Sidney Winter, Management, The Wharton School
Abstract: In a statement that is relatively famous, considering its position at the back of an old book, Alfred Marshall remarked on the ‘the manifold influences of the element of time’. He noted the obstacles those influences pose to mathematical analysis (or, he said, any analysis) of a complex, ‘real life’ problem – and the tendencies to over-simplification that often result (Marshall, 1920, p. 850). Marshall’s statement remains broadly relevant today, notwithstanding the very major advances in the analysis of dynamical systems that have occurred in the interim. It is relevant in particular to the complex problem featured in this special issue, understanding the origins of organizational routines and capabilities.
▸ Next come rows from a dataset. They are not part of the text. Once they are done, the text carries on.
use eframe::egui;
use egui::{Align2, Color32, FontId, Pos2, Rect, Sense, Stroke, Vec2};

use crate::grid::{CellCoord, Mapping};
use crate::palette;
use crate::session::VisualizerSession;
use crate::theme::Theme;

/// Space between neighbouring cells, in points.
const CELL_GAP: f32 = 2.0;
/// Below this cell size the index labels are unreadable and skipped.
const MIN_LABEL_CELL_SIZE: f32 = 18.0;

// ============================================================================
// Geometry helpers
// ============================================================================

/// Cell under `pos` for a matrix whose top-left corner is `origin`.
///
/// The gap between cells belongs to no cell.
pub fn cell_at_pos(
    origin: Pos2,
    pos: Pos2,
    cell_size: f32,
    rows: usize,
    columns: usize,
) -> Option<CellCoord> {
    let pitch = cell_size + CELL_GAP;
    let local = pos - origin;
    if local.x < 0.0 || local.y < 0.0 || cell_size <= 0.0 {
        return None;
    }
    if local.x % pitch > cell_size || local.y % pitch > cell_size {
        return None;
    }
    let column = (local.x / pitch).floor() as usize;
    let row = (local.y / pitch).floor() as usize;
    (row < rows && column < columns).then(|| CellCoord::new(row, column))
}

/// Move `from` one step in the arrow direction, staying inside the matrix.
pub fn step(from: CellCoord, key: egui::Key, rows: usize, columns: usize) -> CellCoord {
    let mut to = from;
    match key {
        egui::Key::ArrowLeft => to.column = from.column.saturating_sub(1),
        egui::Key::ArrowRight => to.column = (from.column + 1).min(columns.saturating_sub(1)),
        egui::Key::ArrowUp => to.row = from.row.saturating_sub(1),
        egui::Key::ArrowDown => to.row = (from.row + 1).min(rows.saturating_sub(1)),
        _ => {}
    }
    to
}

/// Half-open index range of cells that intersect `[lo, hi)` along one axis.
fn visible_range(lo: f32, hi: f32, start: f32, pitch: f32, count: usize) -> std::ops::Range<usize> {
    let first = ((lo - start) / pitch).floor().max(0.0) as usize;
    let last = (((hi - start) / pitch).ceil().max(0.0) as usize).min(count);
    first.min(last)..last
}

// ============================================================================
// MatrixView — interactive cell grid
// ============================================================================

/// Draws the whole matrix as one widget and turns pointer / keyboard input
/// into hover and unhover events on the session.
///
/// The widget is focusable: Tab lands on it and the arrow keys walk the
/// focused cell, which counts as hovered just like the pointer does.
#[derive(Default)]
pub struct MatrixView {
    pointer_cell: Option<CellCoord>,
    focus_cell: Option<CellCoord>,
    seen_generation: Option<u64>,
}

impl MatrixView {
    pub fn show(
        &mut self,
        ui: &mut egui::Ui,
        session: &mut VisualizerSession,
        theme: &Theme,
        cell_size: f32,
        show_labels: bool,
    ) {
        let totals = session.mapping().totals;
        let pitch = cell_size + CELL_GAP;
        let desired = Vec2::new(
            totals.total_columns as f32 * pitch,
            totals.matrix_rows as f32 * pitch,
        );
        let (rect, response) = ui.allocate_exact_size(desired, Sense::click());

        let pointer_now = response
            .hover_pos()
            .and_then(|p| cell_at_pos(rect.min, p, cell_size, totals.matrix_rows, totals.total_columns));

        // The table was rebuilt under us: everything tracked refers to old cells.
        if self.seen_generation != Some(session.generation()) {
            self.seen_generation = Some(session.generation());
            self.pointer_cell = pointer_now;
            self.focus_cell = None;
        }

        self.track_pointer(session, pointer_now);
        self.track_focus(ui, &response, session, totals.matrix_rows, totals.total_columns);

        if response.clicked() {
            response.request_focus();
        }

        if ui.is_rect_visible(rect) {
            self.paint(ui, rect, session, theme, cell_size, show_labels);
        }
    }

    fn track_pointer(&mut self, session: &mut VisualizerSession, now: Option<CellCoord>) {
        if now == self.pointer_cell {
            return;
        }
        if let Some(left) = self.pointer_cell {
            session.unhover(left);
        }
        if let Some(entered) = now {
            session.hover(entered);
        }
        self.pointer_cell = now;
    }

    fn track_focus(
        &mut self,
        ui: &egui::Ui,
        response: &egui::Response,
        session: &mut VisualizerSession,
        rows: usize,
        columns: usize,
    ) {
        if response.lost_focus() {
            if let Some(blurred) = self.focus_cell.take() {
                session.unhover(blurred);
            }
            return;
        }
        if !response.has_focus() {
            return;
        }

        // Keep the arrow keys for cell navigation instead of moving widget focus.
        ui.memory_mut(|mem| {
            mem.set_focus_lock_filter(
                response.id,
                egui::EventFilter {
                    arrows: true,
                    ..Default::default()
                },
            )
        });

        if response.gained_focus() || self.focus_cell.is_none() {
            let start = self.pointer_cell.unwrap_or(CellCoord::new(0, 0));
            self.focus_cell = Some(start);
            session.hover(start);
        }

        let pressed = ui.input(|i| {
            [
                egui::Key::ArrowLeft,
                egui::Key::ArrowRight,
                egui::Key::ArrowUp,
                egui::Key::ArrowDown,
            ]
            .into_iter()
            .filter(|k| i.key_pressed(*k))
            .collect::<Vec<_>>()
        });
        for key in pressed {
            if let Some(from) = self.focus_cell {
                let to = step(from, key, rows, columns);
                if to != from {
                    session.unhover(from);
                    session.hover(to);
                    self.focus_cell = Some(to);
                }
            }
        }
    }

    fn paint(
        &self,
        ui: &egui::Ui,
        rect: Rect,
        session: &VisualizerSession,
        theme: &Theme,
        cell_size: f32,
        show_labels: bool,
    ) {
        let mapping: &Mapping = session.mapping();
        let totals = mapping.totals;
        let grid_dim_x = mapping.dimensions.grid_dim_x;
        let pitch = cell_size + CELL_GAP;
        let painter = ui.painter_at(rect);
        let clip = ui.clip_rect().intersect(rect);

        let rows = visible_range(clip.top(), clip.bottom(), rect.top(), pitch, totals.matrix_rows);
        let columns = visible_range(clip.left(), clip.right(), rect.left(), pitch, totals.total_columns);

        let label_font = FontId::monospace((cell_size * 0.34).clamp(8.0, 14.0));
        let draw_labels = show_labels && cell_size >= MIN_LABEL_CELL_SIZE;

        for row in rows {
            for column in columns.clone() {
                let Some(cell) = mapping.cell(row, column) else { continue };
                let min = Pos2::new(
                    rect.left() + column as f32 * pitch,
                    rect.top() + row as f32 * pitch,
                );
                let cell_rect = Rect::from_min_size(min, Vec2::splat(cell_size));
                let style = palette::cell_style(cell, grid_dim_x);

                if style.fill != Color32::TRANSPARENT {
                    painter.rect_filled(cell_rect, 2.0, style.fill);
                }
                painter.rect_stroke(cell_rect, 2.0, Stroke::new(1.0, style.border));

                if draw_labels {
                    painter.text(
                        cell_rect.center(),
                        Align2::CENTER_CENTER,
                        palette::cell_label(cell),
                        label_font.clone(),
                        style.text,
                    );
                }
            }
        }

        if let Some(hovered) = session.hovered() {
            let min = Pos2::new(
                rect.left() + hovered.column as f32 * pitch,
                rect.top() + hovered.row as f32 * pitch,
            );
            let cell_rect = Rect::from_min_size(min, Vec2::splat(cell_size));
            painter.rect_stroke(cell_rect.expand(1.0), 3.0, Stroke::new(2.0, theme.highlight));
        }
    }
}

#[cfg(test)]
mod tests {
    use super::*;

    #[test]
    fn pointer_maps_to_cell() {
        let origin = Pos2::new(10.0, 20.0);
        assert_eq!(
            cell_at_pos(origin, Pos2::new(10.0, 20.0), 30.0, 8, 24),
            Some(CellCoord::new(0, 0))
        );
        assert_eq!(
            cell_at_pos(origin, Pos2::new(10.0 + 32.0 * 23.5, 20.0 + 32.0 * 7.9), 30.0, 8, 24),
            Some(CellCoord::new(7, 23))
        );
        assert_eq!(cell_at_pos(origin, Pos2::new(9.0, 25.0), 30.0, 8, 24), None);
        assert_eq!(cell_at_pos(origin, Pos2::new(10.0 + 32.0 * 24.0, 25.0), 30.0, 8, 24), None);
    }

    #[test]
    fn gaps_between_cells_hit_nothing() {
        let origin = Pos2::ZERO;
        // 30 pt cells, 2 pt gap: column 0 spans [0, 30], the gap (30, 32)
        assert_eq!(cell_at_pos(origin, Pos2::new(29.5, 5.0), 30.0, 8, 24), Some(CellCoord::new(0, 0)));
        assert_eq!(cell_at_pos(origin, Pos2::new(31.0, 5.0), 30.0, 8, 24), None);
        assert_eq!(cell_at_pos(origin, Pos2::new(5.0, 31.0), 30.0, 8, 24), None);
        assert_eq!(cell_at_pos(origin, Pos2::new(31.0, 31.0), 30.0, 8, 24), None);
        assert_eq!(cell_at_pos(origin, Pos2::new(33.0, 33.0), 30.0, 8, 24), Some(CellCoord::new(1, 1)));
    }

    #[test]
    fn arrow_steps_stay_inside() {
        let corner = CellCoord::new(0, 0);
        assert_eq!(step(corner, egui::Key::ArrowLeft, 8, 24), corner);
        assert_eq!(step(corner, egui::Key::ArrowUp, 8, 24), corner);
        assert_eq!(step(corner, egui::Key::ArrowRight, 8, 24), CellCoord::new(0, 1));
        let far = CellCoord::new(7, 23);
        assert_eq!(step(far, egui::Key::ArrowDown, 8, 24), far);
        assert_eq!(step(far, egui::Key::ArrowRight, 8, 24), far);
        assert_eq!(step(far, egui::Key::ArrowUp, 8, 24), CellCoord::new(6, 23));
    }

    #[test]
    fn visible_range_clips_to_count() {
        assert_eq!(visible_range(0.0, 100.0, 0.0, 10.0, 50), 0..10);
        assert_eq!(visible_range(25.0, 55.0, 0.0, 10.0, 50), 2..6);
        assert_eq!(visible_range(0.0, 1000.0, 0.0, 10.0, 50), 0..50);
        assert_eq!(visible_range(-50.0, -10.0, 0.0, 10.0, 50), 0..0);
    }

    #[test]
    fn pointer_moves_emit_leave_then_enter() {
        let mut view = MatrixView::default();
        let mut session = VisualizerSession::default();
        view.track_pointer(&mut session, Some(CellCoord::new(1, 2)));
        assert_eq!(session.hovered(), Some(CellCoord::new(1, 2)));
        view.track_pointer(&mut session, Some(CellCoord::new(1, 3)));
        assert_eq!(session.hovered(), Some(CellCoord::new(1, 3)));
        view.track_pointer(&mut session, None);
        assert_eq!(session.hovered(), None);
    }
}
In this essay, I argue that an adequate answer to the origins question must fully respect the element of time. That this is the case might seem obvious, considering the connotations of the word ‘origins’. Yet, if the call for this special issue is indicative of the general state of the discussion on origins (and the related ‘microfoundations’ discussion), the centrality of time is not widely acknowledged. The word ‘time’ appears just once, and important related words appear not at all. Particularly striking is the absence of ‘history’ and ‘historical’, considering the expressed intention to emphasize empirical studies of the origins question. The explanation for this may be the one suggested by Marshall, i.e. an understandable drive towards analytical simplification. Regardless, I argue that it is inherent in the nature of the topic that the obstacles must be confronted, and that evolutionary theory is the effective way to organize the confrontation.